Guatemala’s next president has few plans for fixing rampant corruption, crime and injustice
13 Aug 2019

By Naomi Roht-Arriaza, University of California, Hastings

Guatemala’s next leader will be Alejandro Giammattei, a right-wing former national prison director.

With 58% of votes, Giammettei beat former first lady Sandra Torres by 16 points in the second round of Guatemala’s election on Aug. 11. It was his fourth presidential bid.

As a candidate, Giammattei spoke of creating jobs and fighting crime in the poor, violence-gripped Central American country. But his campaign offered few policy proposals beyond taking a hard line against gangs like MS-13 that operate with impunity in Guatemala, building new prisons and reimposing the death penalty.

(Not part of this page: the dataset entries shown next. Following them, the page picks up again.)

//! Request fingerprints: the cache key of a dispatched request.
//!
//! A fingerprint is the lowercase hex SHA-224 digest of the canonical JSON
//! document `{"app_route_id": "<path>-<name>-<version>", "args": {...}}`.
//! Canonical means object keys are sorted at every depth and the output has
//! no insignificant whitespace, so two argument sets with the same content
//! always hash identically regardless of insertion order.

use std::fmt::{self, Write as _};

use serde_json::{Map, Value};
use sha2::{Digest, Sha224};

use crate::context::Arguments;

/// Key of the handler arguments in the fingerprinted document.
pub const ARGS_KEY: &str = "args";
/// Key of the route identity in the fingerprinted document.
pub const ROUTE_ID_KEY: &str = "app_route_id";

/// Identifies which deployed route a request was answered by.
///
/// Rendered as `<path>-<api name>-<api version>`; including it in the hash
/// keeps identical arguments sent to different paths or API versions apart.
#[derive(Debug, Clone, Copy)]
pub struct RouteIdentity<'a> {
    pub path: &'a str,
    pub name: &'a str,
    pub version: &'a str,
}

impl fmt::Display for RouteIdentity<'_> {
    fn fmt(&self, f: &mut fmt::Formatter<'_>) -> fmt::Result {
        write!(f, "{}-{}-{}", self.path, self.name, self.version)
    }
}

/// Fingerprint a request's handler arguments under a route identity.
///
/// # Examples
///
/// ```
/// use rttp_cache::cache::fingerprint::{RouteIdentity, request_fingerprint};
/// use rttp_cache::context::Arguments;
///
/// let identity = RouteIdentity { path: "/test/remote/pixel", name: "test", version: "0.0.1" };
/// let a: Arguments = [("user", "remote"), ("name", "pixel")].into_iter().collect();
/// let b: Arguments = [("name", "pixel"), ("user", "remote")].into_iter().collect();
///
/// let key = request_fingerprint(&a, identity);
/// assert_eq!(key.len(), 56);
/// assert_eq!(key, request_fingerprint(&b, identity));
/// ```
pub fn request_fingerprint(args: &Arguments, identity: RouteIdentity<'_>) -> String {
    // Arguments are nested so no argument name can shadow the route identity.
    let mut map = Map::new();
    map.insert(ARGS_KEY.to_owned(), Value::Object(args.as_map().clone()));
    map.insert(ROUTE_ID_KEY.to_owned(), Value::String(identity.to_string()));
    fingerprint(&map)
}

/// SHA-224 hex digest of the canonical rendering of `map`.
pub fn fingerprint(map: &Map<String, Value>) -> String {
    let mut canonical = String::new();
    write_object(&mut canonical, map);

    let mut hasher = Sha224::new();
    hasher.update(canonical.as_bytes());
    format!("{:x}", hasher.finalize())
}

/// Canonical JSON text of `value`: sorted keys at every depth, compact separators.
pub fn canonical_json(value: &Value) -> String {
    let mut out = String::new();
    write_value(&mut out, value);
    out
}

fn write_value(out: &mut String, value: &Value) {
    match value {
        Value::Object(map) => write_object(out, map),
        Value::Array(items) => {
            out.push('[');
            for (i, item) in items.iter().enumerate() {
                if i > 0 {
                    out.push(',');
                }
                write_value(out, item);
            }
            out.push(']');
        }
        // Scalars already have a single canonical rendering.
        scalar => {
            let _ = write!(out, "{scalar}");
        }
    }
}

fn write_object(out: &mut String, map: &Map<String, Value>) {
    let mut entries: Vec<(&String, &Value)> = map.iter().collect();
    entries.sort_unstable_by(|a, b| a.0.cmp(b.0));

    out.push('{');
    for (i, (key, value)) in entries.into_iter().enumerate() {
        if i > 0 {
            out.push(',');
        }
        let _ = write!(out, "{}:", Value::String(key.clone()));
        write_value(out, value);
    }
    out.push('}');
}
//! API Gateway proxy events and their normalized [`Request`] form.

use std::collections::HashMap;

use base64::{Engine as _, engine::general_purpose::STANDARD as BASE64};
use serde::{Deserialize, Deserializer};
use thiserror::Error;

use super::{Headers, Method};

/// Errors produced while normalizing an event body.
#[derive(Debug, Error)]
pub enum EventError {
    #[error("request body is not valid base64: {0}")]
    Base64(#[from] base64::DecodeError),

    #[error("decoded request body is not valid UTF-8: {0}")]
    Utf8(#[from] std::string::FromUtf8Error),
}

/// Raw proxy-integration event as delivered by API Gateway.
///
/// Only the fields the dispatcher reads are modelled; unknown fields are
/// ignored. Gateways send `null` for empty maps, which deserializes as an
/// empty map here.
#[derive(Debug, Clone, Default, Deserialize)]
#[serde(rename_all = "camelCase")]
pub struct ApiGatewayEvent {
    #[serde(default)]
    pub path: Option<String>,
    #[serde(default)]
    pub http_method: String,
    #[serde(default, deserialize_with = "null_as_empty")]
    pub headers: HashMap<String, String>,
    #[serde(default, deserialize_with = "null_as_empty")]
    pub query_string_parameters: HashMap<String, String>,
    #[serde(default, deserialize_with = "null_as_empty")]
    pub path_parameters: HashMap<String, String>,
    #[serde(default)]
    pub body: Option<String>,
    #[serde(default)]
    pub is_base64_encoded: bool,
    #[serde(default)]
    pub request_context: Option<RequestContext>,
}

/// The subset of `requestContext` used for logging.
#[derive(Debug, Clone, Default, Deserialize)]
#[serde(rename_all = "camelCase")]
pub struct RequestContext {
    #[serde(default)]
    pub stage: Option<String>,
    #[serde(default)]
    pub request_id: Option<String>,
}

fn null_as_empty<'de, D>(deserializer: D) -> Result<HashMap<String, String>, D::Error>
where
    D: Deserializer<'de>,
{
    Ok(Option::<HashMap<String, String>>::deserialize(deserializer)?.unwrap_or_default())
}

/// A normalized request: lowercase header names, parsed method, resolved path.
///
/// # Examples
///
/// ```
/// use rttp_cache::http::{ApiGatewayEvent, Method, Request};
///
/// let event: ApiGatewayEvent = serde_json::from_value(serde_json::json!({
///     "path": "/test/remote/pixel",
///     "httpMethod": "GET",
///     "headers": {"Accept-Encoding": "gzip"},
///     "queryStringParameters": null,
/// })).unwrap();
///
/// let request = Request::from_event(event);
/// assert_eq!(request.method(), &Method::Get);
/// assert_eq!(request.path(), Some("/test/remote/pixel"));
/// assert_eq!(request.headers().get("accept-encoding"), Some("gzip"));
/// ```
#[derive(Debug, Clone)]
pub struct Request {
    method: Method,
    path: Option<String>,
    headers: Headers,
    query: HashMap<String, String>,
    body: Option<String>,
    is_base64_encoded: bool,
    request_id: Option<String>,
}

impl Request {
    /// Normalize a gateway event.
    ///
    /// The path comes from the `{proxy+}` path parameter when the event was
    /// routed through a catch-all resource, and from `path` otherwise.
    pub fn from_event(event: ApiGatewayEvent) -> Self {
        let path = match event.path_parameters.get("proxy") {
            Some(proxy) => Some(format!("/{}", proxy.trim_start_matches('/'))),
            None => event.path.filter(|p| !p.is_empty()),
        };

        Self {
            method: Method::from(event.http_method.as_str()),
            path,
            headers: event.headers.into_iter().collect(),
            query: event.query_string_parameters,
            body: event.body,
            is_base64_encoded: event.is_base64_encoded,
            request_id: event.request_context.and_then(|ctx| ctx.request_id),
        }
    }

    pub fn method(&self) -> &Method {
        &self.method
    }

    /// The request path, or `None` when the event carried no usable path.
    pub fn path(&self) -> Option<&str> {
        self.path.as_deref()
    }

    pub fn headers(&self) -> &Headers {
        &self.headers
    }

    pub fn query(&self) -> &HashMap<String, String> {
        &self.query
    }

    /// Returns a query parameter value by key.
    pub fn query_param(&self, key: &str) -> Option<&str> {
        self.query.get(key).map(String::as_str)
    }

    pub fn request_id(&self) -> Option<&str> {
        self.request_id.as_deref()
    }

    /// The request body as text, base64-decoded when the gateway flagged it.
    ///
    /// Returns `Ok(None)` when the event has no body or an empty one.
    pub fn decoded_body(&self) -> Result<Option<String>, EventError> {
        let Some(body) = self.body.as_deref().filter(|b| !b.is_empty()) else {
            return Ok(None);
        };
        if self.is_base64_encoded {
            let raw = BASE64.decode(body)?;
            Ok(Some(String::from_utf8(raw)?))
        } else {
            Ok(Some(body.to_owned()))
        }
    }
}

#[cfg(test)]
mod tests {
    use super::*;
    use serde_json::json;

    fn event(value: serde_json::Value) -> ApiGatewayEvent {
        serde_json::from_value(value).unwrap()
    }

    #[test]
    fn null_maps_are_empty() {
        let ev = event(json!({
            "path": "/a",
            "httpMethod": "GET",
            "headers": null,
            "queryStringParameters": null,
            "pathParameters": null,
        }));
        let req = Request::from_event(ev);
        assert!(req.headers().is_empty());
        assert!(req.query().is_empty());
    }

    #[test]
    fn proxy_path_parameter_wins() {
        let ev = event(json!({
            "path": "/prod/users/42",
            "httpMethod": "GET",
            "pathParameters": {"proxy": "users/42"},
        }));
        assert_eq!(Request::from_event(ev).path(), Some("/users/42"));
    }

    #[test]
    fn missing_path() {
        let ev = event(json!({"httpMethod": "GET"}));
        assert_eq!(Request::from_event(ev).path(), None);
    }

    #[test]
    fn header_names_are_lowercased() {
        let ev = event(json!({
            "path": "/",
            "httpMethod": "GET",
            "headers": {"Accept-Encoding": "gzip", "AUTHORIZATION": "Bearer t"},
        }));
        let req = Request::from_event(ev);
        let mut names: Vec<_> = req.headers().iter().map(|(k, _)| k.to_owned()).collect();
        names.sort();
        assert_eq!(names, vec!["accept-encoding", "authorization"]);
    }

    #[test]
    fn base64_body_is_decoded() {
        let ev = event(json!({
            "path": "/",
            "httpMethod": "POST",
            "body": "eyJhIjogMX0=",
            "isBase64Encoded": true,
        }));
        let req = Request::from_event(ev);
        assert_eq!(req.decoded_body().unwrap().as_deref(), Some("{\"a\": 1}"));
    }

    #[test]
    fn invalid_base64_body_is_an_error() {
        let ev = event(json!({
            "path": "/",
            "httpMethod": "POST",
            "body": "not base64!",
            "isBase64Encoded": true,
        }));
        assert!(matches!(
            Request::from_event(ev).decoded_body(),
            Err(EventError::Base64(_))
        ));
    }

    #[test]
    fn empty_body_is_none() {
        let ev = event(json!({"path": "/", "httpMethod": "POST", "body": ""}));
        assert_eq!(Request::from_event(ev).decoded_body().unwrap(), None);
    }
}
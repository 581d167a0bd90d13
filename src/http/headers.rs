//! Request header map with normalized (lowercase) names.
//!
//! API Gateway delivers header names in whatever case the client sent, and the
//! case can differ between REST and HTTP APIs. Names are folded to lowercase on
//! insertion so every later lookup is a plain comparison.

/// A lowercase-keyed, multi-value HTTP header map.
///
/// Preserves insertion order; lookups return the first value of a name.
///
/// # Examples
///
/// ```
/// use rttp_cache::http::Headers;
///
/// let mut headers = Headers::new();
/// headers.insert("Accept-Encoding", "gzip, deflate");
///
/// assert_eq!(headers.get("accept-encoding"), Some("gzip, deflate"));
/// assert_eq!(headers.get("ACCEPT-ENCODING"), Some("gzip, deflate"));
/// ```
#[derive(Debug, Clone, Default)]
pub struct Headers {
    inner: Vec<(String, String)>,
}

impl Headers {
    /// Creates an empty header map.
    pub fn new() -> Self {
        Self::default()
    }

    /// Appends a header entry, lowercasing its name.
    pub fn insert(&mut self, name: impl Into<String>, value: impl Into<String>) {
        let mut name = name.into();
        name.make_ascii_lowercase();
        self.inner.push((name, value.into()));
    }

    /// Returns the first value for the given header name (case-insensitive), or `None`.
    pub fn get(&self, name: &str) -> Option<&str> {
        self.inner
            .iter()
            .find(|(k, _)| k.eq_ignore_ascii_case(name))
            .map(|(_, v)| v.as_str())
    }

    /// Returns the total number of header entries (not unique names).
    pub fn len(&self) -> usize {
        self.inner.len()
    }

    /// Returns `true` if there are no header entries.
    pub fn is_empty(&self) -> bool {
        self.inner.is_empty()
    }

    /// Returns an iterator over all `(name, value)` pairs in insertion order.
    pub fn iter(&self) -> impl Iterator<Item = (&str, &str)> {
        self.inner.iter().map(|(k, v)| (k.as_str(), v.as_str()))
    }
}

impl<K, V> FromIterator<(K, V)> for Headers
where
    K: Into<String>,
    V: Into<String>,
{
    fn from_iter<I: IntoIterator<Item = (K, V)>>(iter: I) -> Self {
        let mut headers = Headers::new();
        for (name, value) in iter {
            headers.insert(name, value);
        }
        headers
    }
}
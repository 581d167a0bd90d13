//! # rttp-cache
//!
//! A request router for API Gateway proxy integrations with a response cache
//! keyed by a SHA-224 fingerprint of the handler arguments.
//!
//! ## Quick Start
//!
//! ```rust,no_run
//! use std::sync::Arc;
//!
//! use rttp_cache::{Api, ApiConfig, Arguments, InMemoryCache, Reply, RouteOptions};
//!
//! #[tokio::main]
//! async fn main() -> Result<(), Box<dyn std::error::Error>> {
//!     let mut api = Api::new(ApiConfig::from_env()?)
//!         .with_cache(Arc::new(InMemoryCache::default()));
//!
//!     api.route(
//!         "/tiles/<int:z>/<int:x>/<int:y>",
//!         |args: Arguments| async move {
//!             let z = args.get("z").and_then(|v| v.as_i64()).unwrap_or_default();
//!             Ok::<_, std::io::Error>(Reply::ok("text/plain", format!("zoom {z}")))
//!         },
//!         RouteOptions::new().cors(true).cache_control("max-age=3600"),
//!     )?;
//!
//!     let event = serde_json::json!({"path": "/tiles/3/1/2", "httpMethod": "GET"});
//!     let response = api.handle(event).await;
//!     println!("{}", serde_json::to_string(&response)?);
//!     Ok(())
//! }
//! ```

pub mod api;
pub mod cache;
pub mod config;
pub mod context;
pub mod http;
pub mod router;
pub mod security;

pub use api::Api;
pub use cache::{CacheBackend, DynamoDbCache, InMemoryCache, MemcachedCache, S3Cache, StoreError};
pub use config::{ApiConfig, ConfigError};
pub use context::Arguments;
pub use http::{ApiGatewayEvent, Compression, Method, ProxyResponse, Reply, Status, StatusCode};
pub use router::{HandlerError, RouteError, RouteOptions, Router};
//! Gateway response builder.
//!
//! Turns a handler [`Reply`] plus route metadata into the JSON document API
//! Gateway expects from a proxy integration: status code, headers, body, and
//! the `isBase64Encoded` flag.

use std::collections::BTreeMap;
use std::fmt;
use std::io::{self, Write};
use std::str::FromStr;

use base64::{Engine as _, engine::general_purpose::STANDARD as BASE64};
use flate2::Compression as Level;
use flate2::write::{DeflateEncoder, GzEncoder, ZlibEncoder};
use serde::Serialize;
use thiserror::Error;
use tracing::warn;

use super::{Body, Method, Reply, StatusCode};

/// Payload compression mode of a route.
#[derive(Debug, Clone, Copy, PartialEq, Eq, Default)]
pub enum Compression {
    #[default]
    None,
    Gzip,
    Zlib,
    Deflate,
}

/// Returned when parsing an unknown compression name.
#[derive(Debug, Error)]
#[error("unsupported compression method: {0:?} (expected gzip, zlib or deflate)")]
pub struct UnknownCompression(pub String);

impl Compression {
    /// The `Content-Encoding` token, `None` when compression is off.
    pub fn as_str(self) -> Option<&'static str> {
        match self {
            Self::None => None,
            Self::Gzip => Some("gzip"),
            Self::Zlib => Some("zlib"),
            Self::Deflate => Some("deflate"),
        }
    }

    // Returns `true` if `accept_encoding` lists this coding.
    fn accepted_by(self, accept_encoding: &str) -> bool {
        let Some(token) = self.as_str() else {
            return false;
        };
        accept_encoding
            .split(',')
            .map(|item| item.split(';').next().unwrap_or("").trim())
            .any(|coding| coding.eq_ignore_ascii_case(token))
    }

    /// Compress `data` at the best compression level.
    pub fn compress(self, data: &[u8]) -> io::Result<Vec<u8>> {
        match self {
            Self::None => Ok(data.to_vec()),
            Self::Gzip => {
                let mut encoder = GzEncoder::new(Vec::new(), Level::best());
                encoder.write_all(data)?;
                encoder.finish()
            }
            Self::Zlib => {
                let mut encoder = ZlibEncoder::new(Vec::new(), Level::best());
                encoder.write_all(data)?;
                encoder.finish()
            }
            Self::Deflate => {
                let mut encoder = DeflateEncoder::new(Vec::new(), Level::best());
                encoder.write_all(data)?;
                encoder.finish()
            }
        }
    }
}

impl FromStr for Compression {
    type Err = UnknownCompression;

    fn from_str(s: &str) -> Result<Self, Self::Err> {
        match s.to_ascii_lowercase().as_str() {
            "" | "none" => Ok(Self::None),
            "gzip" => Ok(Self::Gzip),
            "zlib" => Ok(Self::Zlib),
            "deflate" => Ok(Self::Deflate),
            _ => Err(UnknownCompression(s.to_owned())),
        }
    }
}

impl fmt::Display for Compression {
    fn fmt(&self, f: &mut fmt::Formatter<'_>) -> fmt::Result {
        f.write_str(self.as_str().unwrap_or("none"))
    }
}

/// Route-derived settings applied when building a [`ProxyResponse`].
#[derive(Debug, Clone, Default)]
pub struct ResponseOptions {
    pub cors: bool,
    pub methods: Vec<Method>,
    /// The request's `accept-encoding` header, empty when absent.
    pub accept_encoding: String,
    pub compression: Compression,
    pub b64encode: bool,
    /// `Cache-Control` value sent with success replies.
    pub cache_control: Option<String>,
}

/// A proxy-integration response, serialized with API Gateway's field names.
///
/// # Examples
///
/// ```
/// use rttp_cache::http::{ProxyResponse, Reply, ResponseOptions, StatusCode};
///
/// let response = ProxyResponse::build(
///     StatusCode::Ok,
///     Reply::ok("text/plain", "heyyyy"),
///     &ResponseOptions::default(),
/// );
/// assert_eq!(response.status_code(), 200);
/// assert_eq!(response.header("Content-Type"), Some("text/plain"));
/// assert_eq!(response.body(), "heyyyy");
/// ```
#[derive(Debug, Clone, PartialEq, Eq, Serialize)]
#[serde(rename_all = "camelCase")]
pub struct ProxyResponse {
    status_code: u16,
    headers: BTreeMap<String, String>,
    body: String,
    #[serde(skip_serializing_if = "std::ops::Not::not")]
    is_base64_encoded: bool,
}

impl ProxyResponse {
    /// Build the gateway response for `reply`, sent with `status`.
    ///
    /// Header rules:
    /// - `Content-Type` is always the reply's content type.
    /// - With `cors`, `Access-Control-Allow-{Origin,Methods,Credentials}` are added.
    /// - `Cache-Control` carries the route value for `OK` replies and `no-cache`
    ///   for any other status class.
    /// - When the route compression is listed in `accept_encoding`, the body is
    ///   compressed, `Content-Encoding` is set, and the body is base64-encoded.
    /// - Binary bodies are always base64-encoded, whatever the route says.
    pub fn build(status: StatusCode, reply: Reply, options: &ResponseOptions) -> Self {
        let (class, content_type, body) = reply.into_parts();

        let mut headers = BTreeMap::new();
        headers.insert("Content-Type".to_owned(), content_type);

        if options.cors {
            let methods = options
                .methods
                .iter()
                .map(Method::as_str)
                .collect::<Vec<_>>()
                .join(",");
            headers.insert("Access-Control-Allow-Origin".to_owned(), "*".to_owned());
            headers.insert("Access-Control-Allow-Methods".to_owned(), methods);
            headers.insert(
                "Access-Control-Allow-Credentials".to_owned(),
                "true".to_owned(),
            );
        }

        if let Some(cache_control) = &options.cache_control {
            let value = if class.is_success() {
                cache_control.clone()
            } else {
                "no-cache".to_owned()
            };
            headers.insert("Cache-Control".to_owned(), value);
        }

        let mut b64encode = options.b64encode || matches!(body, Body::Binary(_));
        let mut payload = body.into_bytes().to_vec();

        if options.compression.accepted_by(&options.accept_encoding) {
            match options.compression.compress(&payload) {
                Ok(compressed) => {
                    payload = compressed;
                    b64encode = true;
                    headers.insert(
                        "Content-Encoding".to_owned(),
                        options.compression.to_string(),
                    );
                }
                Err(e) => {
                    warn!(compression = %options.compression, error = %e, "compression failed, sending identity body");
                }
            }
        }

        let body = if b64encode {
            BASE64.encode(&payload)
        } else {
            match String::from_utf8(payload) {
                Ok(text) => text,
                Err(e) => {
                    b64encode = true;
                    BASE64.encode(e.as_bytes())
                }
            }
        };

        Self {
            status_code: status.as_u16(),
            headers,
            body,
            is_base64_encoded: b64encode,
        }
    }

    /// Set a header, replacing any previous value with the same name.
    #[must_use]
    pub fn with_header(mut self, name: impl Into<String>, value: impl Into<String>) -> Self {
        self.headers.insert(name.into(), value.into());
        self
    }

    pub fn status_code(&self) -> u16 {
        self.status_code
    }

    /// Returns a header value by its exact name.
    pub fn header(&self, name: &str) -> Option<&str> {
        self.headers.get(name).map(String::as_str)
    }

    pub fn headers(&self) -> &BTreeMap<String, String> {
        &self.headers
    }

    pub fn body(&self) -> &str {
        &self.body
    }

    pub fn is_base64_encoded(&self) -> bool {
        self.is_base64_encoded
    }
}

Giammattei hasn’t yet agreed to implement Guatemala’s controversial recent agreement with the Trump administration to stop Central American migrants from crossing through Guatemala.

The 63-year-old Giammattei’s base includes former military members, the far right, evangelicals and business leaders – essentially the same electorate that put outgoing President Jimmy Morales in power. But polling suggests Giammattei won primarily due to the extreme unpopularity of his opponent, who has a history of corruption allegations.

Guatemalans were deeply unenthusiastic about both candidates. Just 42% of registered voters voted, the lowest percentage since the country’s civil war ended in 1996. Nearly 6% of them cast blank or spoiled ballots, apparently in protest.